On a personal note, there are some things I just don’t understand.
I don’t understand the reluctance to hear a dissenting view about the Common Core Standards. Isn’t it the job of government, the people’s representatives, to hear all sides of an issue?
I don’t understand that instead of listening to the concerns of parents who have researched the Common Core, the state and teachers choose to call them misinformed or tell them that their child is not as smart as they thought.
I don’t understand adopting national standards, and then being offended when a national expert is brought in, through generous sponsorships, to share her concerns with the standards.
I don’t understand why state and education leaders, who are supposed to want the best education for our children, would not jump at the chance to hear from the woman who helped lead Massachusetts to being the best not only in the nation, but in the world. I don’t understand why you would not want to hear her professional academic concerns that resulted in her refusal to sign off on the standards. No one is saying you have to agree with her. But don’t you owe it to the people of South Dakota to learn about all sides of the Common Core?
I don’t understand the state spending my hard earned tax dollars, to travel the state, on a PR campaign for the Common Core Standards.
I don’t understand that when presented with evidence of the data that will be provided to the federal government through the Smarter Balanced Assessment Consortium via their agreement with the federal government, you say that’s not true. The agreement is a public document as a part of the Race To The Top.
I don’t understand why parents and grandparents are the only ones pointing out that there is no empirical evidence to prove that the Common Core Standards and their assessments will improve a child’s academic scores. Shouldn’t the onus be on the National Governors Association, the Council of Chief State School Officers and Achieve to give us independent research based, empirical evidence that the standards will give my grandchildren a better education?
I don’t understand why any government entity thinks it has the right to teach anyone’s children “Social Emotional Learning.” I don’t understand why the federal government needs to measure any child’s emotions, beliefs, grit, tenacity, perseverance and attitudes.
I don’t understand why more people don’t understand that the federal government, by funding the assessment for the Common Core Standards, is truly in control of what will be taught. And to make sure it is taught, the teacher evaluations will be heavily weighted to the assessment scores.
I don’t understand the state saying that they are working with all the education associations, (unions, associations, lobbyist groups and private companies) across the state to implement the Common Core and never once mentioning parents.
I don’t understand, as a taxpayer, paying for the “education” of our children and not having a voice.
I don’t understand $8,500,000 in taxpayer money for professional development for teachers to learn how to teach the untested, unproven Common Core Standards, while at the same time, teachers in this state were taking pay cuts and freezes.
I don’t understand spending $2,000,000 of taxpayer money to cover our share of the $5,000,000 to build an interoperable data system required by the federal government. Again, at the same time, teachers were being asked to sacrifice. A data system that has nothing to do with children’s performance in school. As if that money is going to cause a first grader to do better in school.

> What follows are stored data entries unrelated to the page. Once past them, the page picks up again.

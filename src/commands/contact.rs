use std::sync::Arc;
use tauri::State;

use crate::api::types::ContactMessageInput;
use crate::error::AppError;
use crate::validation;
use crate::AppState;

pub const PRIVACY_MESSAGE: &str = "Please agree to the Privacy Policy";
pub const SEND_FAILED_MESSAGE: &str = "Failed to send message. Please try again.";

/// Validate and relay a contact form message.
///
/// The privacy acknowledgment is this form's rule alone; the generator form
/// has no such check and the two must not be conflated.
#[tauri::command]
pub async fn send_contact_message(
    state: State<'_, Arc<AppState>>,
    input: ContactMessageInput,
) -> Result<String, AppError> {
    ensure_privacy_acknowledged(&input)?;
    validation::require_non_empty("Email", &input.email)?;
    validation::require_non_empty("Message", &input.message)?;

    let resp = match state.api.send_contact(&input).await {
        Ok(resp) => resp,
        Err(e) => {
            tracing::error!(error = %e, "contact message send failed");
            return Err(AppError::Network(SEND_FAILED_MESSAGE.into()));
        }
    };

    if resp.success {
        Ok(resp.message)
    } else {
        Err(AppError::Server(if resp.message.is_empty() {
            SEND_FAILED_MESSAGE.into()
        } else {
            resp.message
        }))
    }
}

pub(crate) fn ensure_privacy_acknowledged(input: &ContactMessageInput) -> Result<(), AppError> {
    if !input.agree_to_privacy {
        return Err(AppError::Validation(PRIVACY_MESSAGE.into()));
    }
    Ok(())
}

I don’t understand spending $500,000 on Teachscape, a system designed to evaluate, according to Dr. Schopp, the teaching with a given rubric, not the teacher, and then saying teachers can teach any way they want.
I don’t understand how spending $600,000 on upgrades to the data system so children can have less contact with human teachers is a good thing.

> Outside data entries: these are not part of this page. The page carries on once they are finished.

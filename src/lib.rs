mod api;
mod commands;
mod db;
mod error;
mod generator;
mod logging;
mod validation;

use std::sync::{Arc, Mutex};

use tauri::Manager;

use api::client::HandwritingClient;
use db::DbPool;
use generator::controller::GeneratorState;

/// Shared application state accessible from all Tauri commands.
pub struct AppState {
    pub db: DbPool,
    /// HTTP client for the handwriting generation service.
    pub api: Arc<HandwritingClient>,
    /// Generator workflow state: form, request lifecycle, loaded options.
    pub generator: Mutex<GeneratorState>,
}

#[cfg_attr(mobile, tauri::mobile_entry_point)]
pub fn run() {
    logging::init();

    tracing::info!(
        "Starting HandwritingBot Desktop v{}",
        env!("CARGO_PKG_VERSION")
    );

    tauri::Builder::default()
        .plugin(tauri_plugin_dialog::init())
        .setup(|app| {
            let app_data_dir = app
                .path()
                .app_data_dir()
                .expect("Failed to resolve app data directory");

            let pool = db::init_db(&app_data_dir)?;

            let client = Arc::new(HandwritingClient::new(api::config::resolve_base_url(&pool)));
            tracing::info!(origin = %client.base_url(), "Generation service origin resolved");

            let state_arc = Arc::new(AppState {
                db: pool,
                api: client,
                generator: Mutex::new(GeneratorState::new()),
            });
            app.manage(state_arc.clone());

            // Load languages and styles for the default selection as soon
            // as the app is up; the webview picks the lists up with its
            // first snapshot. Failures here are non-critical.
            tauri::async_runtime::spawn(async move {
                commands::generator::refresh_options(&state_arc).await;
            });

            Ok(())
        })
        .invoke_handler(tauri::generate_handler![
            // Generator workflow
            commands::generator::get_generator_state,
            commands::generator::get_form_catalog,
            commands::generator::load_generator_options,
            commands::generator::set_language,
            commands::generator::update_generator_form,
            commands::generator::attach_generator_file,
            commands::generator::remove_generator_file,
            commands::generator::generate_handwriting,
            commands::generator::clear_generator,
            commands::generator::download_handwriting,
            commands::generator::report_preview_failure,
            // Contact
            commands::contact::send_contact_message,
            // Settings
            commands::settings::get_app_setting,
            commands::settings::set_app_setting,
            commands::settings::delete_app_setting,
            // System
            commands::system::open_external_url,
        ])
        .run(tauri::generate_context!())
        .expect("error while running tauri application");
}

I don’t understand why, when a veteran math teacher questions an unproven reform math curriculum, that even by the US Education Department’s study, is one of the worst math curricula published, but is aligned to the Common Core, he loses his job.
I don’t understand why it is thought to be ok to use my grandchildren to help a private consortium write an assessment. I thought the schools were there to serve the children. Not the needs of a private consortium.

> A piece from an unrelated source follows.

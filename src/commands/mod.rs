pub mod contact;
pub mod generator;
pub mod settings;
pub mod system;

I don’t understand the need for workforce development starting in Kindergarten.
I don’t understand, why, when children are coming home from school so stressed, the state tells us they will not apologize for the “rigor” of the Common Core. If children went to school that stressed from the “rigor” of their home life, as mandated reporters, the school would be obligated to file a report of abuse with social services.
I don’t understand the stated goal of this education reform movement – College and Career Ready. Isn’t that a by-product of a good education?
I don’t understand how, in the past, people ever got into college or got a job without a data driven education.
I don’t understand how, in the past, we knew whether or not we had great teachers without federally mandated teacher evaluations.
I don’t understand how we will have dreamers, artists, musicians, and entrepreneurs, if education in K-12 is all about workforce training.
I don’t understand adopting common standards without a complete financial analysis of the cost of implementing the standards and related items.
I don’t understand when Bill Gates, a major funding source for the Common Core Standards says it will take 10 years to see if it works or not, that people are still willing to use my grandchildren in this grand experiment. Ten years of their 12 years of education will be gone. This is not a generation, these are individual lives you are messing with.